» Directions
Your answer should be every line of the entries that has the string "await" in it.

[Stored items]
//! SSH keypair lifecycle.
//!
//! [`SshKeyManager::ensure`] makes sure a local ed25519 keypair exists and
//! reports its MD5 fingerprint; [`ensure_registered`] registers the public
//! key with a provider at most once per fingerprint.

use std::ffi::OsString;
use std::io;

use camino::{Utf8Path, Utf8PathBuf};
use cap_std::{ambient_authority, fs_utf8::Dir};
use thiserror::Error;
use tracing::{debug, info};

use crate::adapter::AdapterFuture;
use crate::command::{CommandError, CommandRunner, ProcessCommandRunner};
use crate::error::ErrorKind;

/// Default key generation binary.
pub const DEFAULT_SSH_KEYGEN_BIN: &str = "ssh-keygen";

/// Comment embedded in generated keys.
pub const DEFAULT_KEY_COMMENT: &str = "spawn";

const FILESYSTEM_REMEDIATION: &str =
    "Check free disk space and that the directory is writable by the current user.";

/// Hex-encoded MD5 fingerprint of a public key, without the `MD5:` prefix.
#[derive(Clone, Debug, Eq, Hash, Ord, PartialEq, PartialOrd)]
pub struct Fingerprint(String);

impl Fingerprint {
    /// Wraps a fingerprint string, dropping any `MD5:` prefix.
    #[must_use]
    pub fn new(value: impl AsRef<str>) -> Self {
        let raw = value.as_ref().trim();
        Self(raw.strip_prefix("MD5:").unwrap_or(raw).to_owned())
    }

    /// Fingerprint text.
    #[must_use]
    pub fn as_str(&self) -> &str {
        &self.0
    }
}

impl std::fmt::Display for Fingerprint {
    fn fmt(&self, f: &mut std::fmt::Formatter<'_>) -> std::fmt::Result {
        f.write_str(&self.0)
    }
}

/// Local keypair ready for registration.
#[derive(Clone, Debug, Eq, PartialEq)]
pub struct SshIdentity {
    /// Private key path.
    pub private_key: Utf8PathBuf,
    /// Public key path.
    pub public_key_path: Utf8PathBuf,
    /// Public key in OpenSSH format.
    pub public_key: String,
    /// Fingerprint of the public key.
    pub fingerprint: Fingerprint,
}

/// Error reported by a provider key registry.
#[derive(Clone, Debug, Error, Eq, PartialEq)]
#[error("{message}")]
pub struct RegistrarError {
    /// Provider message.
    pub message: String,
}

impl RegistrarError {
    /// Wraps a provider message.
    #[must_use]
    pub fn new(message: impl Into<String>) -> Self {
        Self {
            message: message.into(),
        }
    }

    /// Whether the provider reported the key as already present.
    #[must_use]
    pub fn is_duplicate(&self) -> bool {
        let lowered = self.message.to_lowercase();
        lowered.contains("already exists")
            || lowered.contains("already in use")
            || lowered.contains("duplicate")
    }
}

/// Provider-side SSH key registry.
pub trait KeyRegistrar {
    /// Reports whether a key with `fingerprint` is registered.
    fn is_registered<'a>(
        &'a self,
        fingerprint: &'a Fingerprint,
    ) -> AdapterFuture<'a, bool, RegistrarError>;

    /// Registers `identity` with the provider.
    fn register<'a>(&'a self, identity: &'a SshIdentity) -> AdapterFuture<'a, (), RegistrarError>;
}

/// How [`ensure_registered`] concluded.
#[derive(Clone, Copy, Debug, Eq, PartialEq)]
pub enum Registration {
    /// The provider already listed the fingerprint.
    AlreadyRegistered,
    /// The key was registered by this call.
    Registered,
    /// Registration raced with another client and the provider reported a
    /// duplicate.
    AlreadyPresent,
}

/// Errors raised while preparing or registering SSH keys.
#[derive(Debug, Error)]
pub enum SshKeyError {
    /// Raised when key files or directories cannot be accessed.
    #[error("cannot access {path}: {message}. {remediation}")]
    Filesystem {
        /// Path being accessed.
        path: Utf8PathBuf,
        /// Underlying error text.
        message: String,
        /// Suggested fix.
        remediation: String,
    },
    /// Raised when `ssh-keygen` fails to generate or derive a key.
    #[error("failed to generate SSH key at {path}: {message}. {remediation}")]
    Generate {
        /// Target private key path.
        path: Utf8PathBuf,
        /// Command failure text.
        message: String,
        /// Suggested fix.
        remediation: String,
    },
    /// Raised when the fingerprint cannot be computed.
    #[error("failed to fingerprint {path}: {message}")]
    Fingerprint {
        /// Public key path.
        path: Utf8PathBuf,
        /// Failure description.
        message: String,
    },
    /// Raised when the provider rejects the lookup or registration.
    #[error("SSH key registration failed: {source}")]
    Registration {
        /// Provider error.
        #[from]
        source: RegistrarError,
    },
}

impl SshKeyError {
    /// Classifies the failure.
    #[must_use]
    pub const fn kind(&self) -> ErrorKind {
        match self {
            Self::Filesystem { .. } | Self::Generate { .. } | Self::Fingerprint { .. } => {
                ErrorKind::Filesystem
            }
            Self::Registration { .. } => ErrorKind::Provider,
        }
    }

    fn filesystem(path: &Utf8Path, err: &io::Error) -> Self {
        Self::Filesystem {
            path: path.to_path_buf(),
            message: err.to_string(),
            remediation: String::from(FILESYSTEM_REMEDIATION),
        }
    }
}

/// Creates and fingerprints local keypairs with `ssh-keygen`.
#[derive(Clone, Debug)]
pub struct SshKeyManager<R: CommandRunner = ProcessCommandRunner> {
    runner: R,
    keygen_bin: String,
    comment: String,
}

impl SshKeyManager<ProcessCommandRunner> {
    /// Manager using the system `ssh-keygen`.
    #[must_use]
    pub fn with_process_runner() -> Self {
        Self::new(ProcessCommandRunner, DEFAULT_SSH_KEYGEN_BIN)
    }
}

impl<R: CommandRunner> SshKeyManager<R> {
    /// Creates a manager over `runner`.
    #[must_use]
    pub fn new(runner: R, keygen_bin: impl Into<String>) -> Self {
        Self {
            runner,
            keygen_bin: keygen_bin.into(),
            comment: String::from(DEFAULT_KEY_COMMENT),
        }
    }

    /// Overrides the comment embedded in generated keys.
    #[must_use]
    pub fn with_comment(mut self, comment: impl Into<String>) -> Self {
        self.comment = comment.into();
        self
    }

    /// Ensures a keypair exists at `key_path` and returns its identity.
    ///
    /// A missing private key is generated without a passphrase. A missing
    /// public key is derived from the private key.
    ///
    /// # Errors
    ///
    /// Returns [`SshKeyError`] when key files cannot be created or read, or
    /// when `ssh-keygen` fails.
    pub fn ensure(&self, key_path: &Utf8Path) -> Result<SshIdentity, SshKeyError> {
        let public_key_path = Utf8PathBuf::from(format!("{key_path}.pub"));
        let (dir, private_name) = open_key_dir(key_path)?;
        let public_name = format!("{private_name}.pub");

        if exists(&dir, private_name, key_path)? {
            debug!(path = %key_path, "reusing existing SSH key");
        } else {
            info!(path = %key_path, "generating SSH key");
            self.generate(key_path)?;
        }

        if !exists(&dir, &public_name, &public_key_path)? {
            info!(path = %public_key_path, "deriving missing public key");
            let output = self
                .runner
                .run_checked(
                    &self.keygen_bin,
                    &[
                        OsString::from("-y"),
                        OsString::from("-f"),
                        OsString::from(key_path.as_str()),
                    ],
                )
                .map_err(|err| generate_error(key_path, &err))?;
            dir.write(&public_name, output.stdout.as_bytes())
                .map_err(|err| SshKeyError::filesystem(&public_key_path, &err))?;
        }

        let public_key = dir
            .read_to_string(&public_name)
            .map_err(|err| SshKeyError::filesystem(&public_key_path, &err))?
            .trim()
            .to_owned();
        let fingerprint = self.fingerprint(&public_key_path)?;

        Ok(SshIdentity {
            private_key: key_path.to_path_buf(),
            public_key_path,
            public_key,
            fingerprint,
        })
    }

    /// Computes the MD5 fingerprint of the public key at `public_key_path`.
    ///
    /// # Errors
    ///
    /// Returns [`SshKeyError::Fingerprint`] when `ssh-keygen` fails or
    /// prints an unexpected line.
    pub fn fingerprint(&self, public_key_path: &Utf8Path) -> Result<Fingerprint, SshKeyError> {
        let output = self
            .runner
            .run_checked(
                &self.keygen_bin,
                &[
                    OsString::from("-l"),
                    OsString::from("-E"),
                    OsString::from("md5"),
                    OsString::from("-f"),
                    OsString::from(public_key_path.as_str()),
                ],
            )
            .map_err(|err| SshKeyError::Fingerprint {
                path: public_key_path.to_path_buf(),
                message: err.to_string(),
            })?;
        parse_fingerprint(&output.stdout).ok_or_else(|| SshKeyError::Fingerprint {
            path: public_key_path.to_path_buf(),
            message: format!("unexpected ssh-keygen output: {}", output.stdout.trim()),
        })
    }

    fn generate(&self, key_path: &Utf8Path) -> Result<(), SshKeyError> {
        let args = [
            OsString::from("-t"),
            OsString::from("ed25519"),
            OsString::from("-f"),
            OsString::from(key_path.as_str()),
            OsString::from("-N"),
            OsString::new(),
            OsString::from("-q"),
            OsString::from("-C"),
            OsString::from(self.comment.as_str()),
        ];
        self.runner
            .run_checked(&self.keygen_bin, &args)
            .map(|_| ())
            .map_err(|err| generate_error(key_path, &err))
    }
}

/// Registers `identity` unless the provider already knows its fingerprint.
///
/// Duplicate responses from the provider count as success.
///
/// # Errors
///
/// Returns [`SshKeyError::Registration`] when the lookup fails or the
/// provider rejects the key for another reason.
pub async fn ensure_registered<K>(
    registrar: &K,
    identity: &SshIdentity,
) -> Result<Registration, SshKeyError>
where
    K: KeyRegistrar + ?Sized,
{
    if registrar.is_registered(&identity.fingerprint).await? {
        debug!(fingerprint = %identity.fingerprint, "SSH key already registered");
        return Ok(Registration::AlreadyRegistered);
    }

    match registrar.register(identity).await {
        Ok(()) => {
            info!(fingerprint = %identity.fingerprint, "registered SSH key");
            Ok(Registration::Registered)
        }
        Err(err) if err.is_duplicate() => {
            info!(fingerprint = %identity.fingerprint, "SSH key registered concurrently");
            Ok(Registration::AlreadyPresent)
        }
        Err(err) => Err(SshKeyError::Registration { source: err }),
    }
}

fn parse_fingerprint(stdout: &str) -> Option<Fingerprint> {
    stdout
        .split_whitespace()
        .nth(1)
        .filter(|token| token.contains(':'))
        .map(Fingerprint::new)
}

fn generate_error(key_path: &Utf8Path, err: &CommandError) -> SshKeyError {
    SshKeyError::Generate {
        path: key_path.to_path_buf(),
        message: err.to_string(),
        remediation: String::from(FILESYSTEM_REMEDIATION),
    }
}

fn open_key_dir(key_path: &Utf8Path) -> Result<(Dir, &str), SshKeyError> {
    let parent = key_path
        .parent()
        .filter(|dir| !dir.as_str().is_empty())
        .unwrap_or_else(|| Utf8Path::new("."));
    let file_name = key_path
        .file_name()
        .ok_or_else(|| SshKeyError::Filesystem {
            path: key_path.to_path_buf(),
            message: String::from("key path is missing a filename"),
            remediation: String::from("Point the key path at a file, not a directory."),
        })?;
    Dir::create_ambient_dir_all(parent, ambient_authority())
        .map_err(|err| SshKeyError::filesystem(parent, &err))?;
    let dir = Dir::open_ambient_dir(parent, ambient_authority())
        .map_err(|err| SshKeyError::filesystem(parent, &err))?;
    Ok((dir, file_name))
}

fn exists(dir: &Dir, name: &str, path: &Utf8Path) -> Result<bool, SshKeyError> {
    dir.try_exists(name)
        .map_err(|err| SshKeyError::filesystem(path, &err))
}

» Solution for this exercise
    if registrar.is_registered(&identity.fingerprint).await? {
    match registrar.register(identity).await {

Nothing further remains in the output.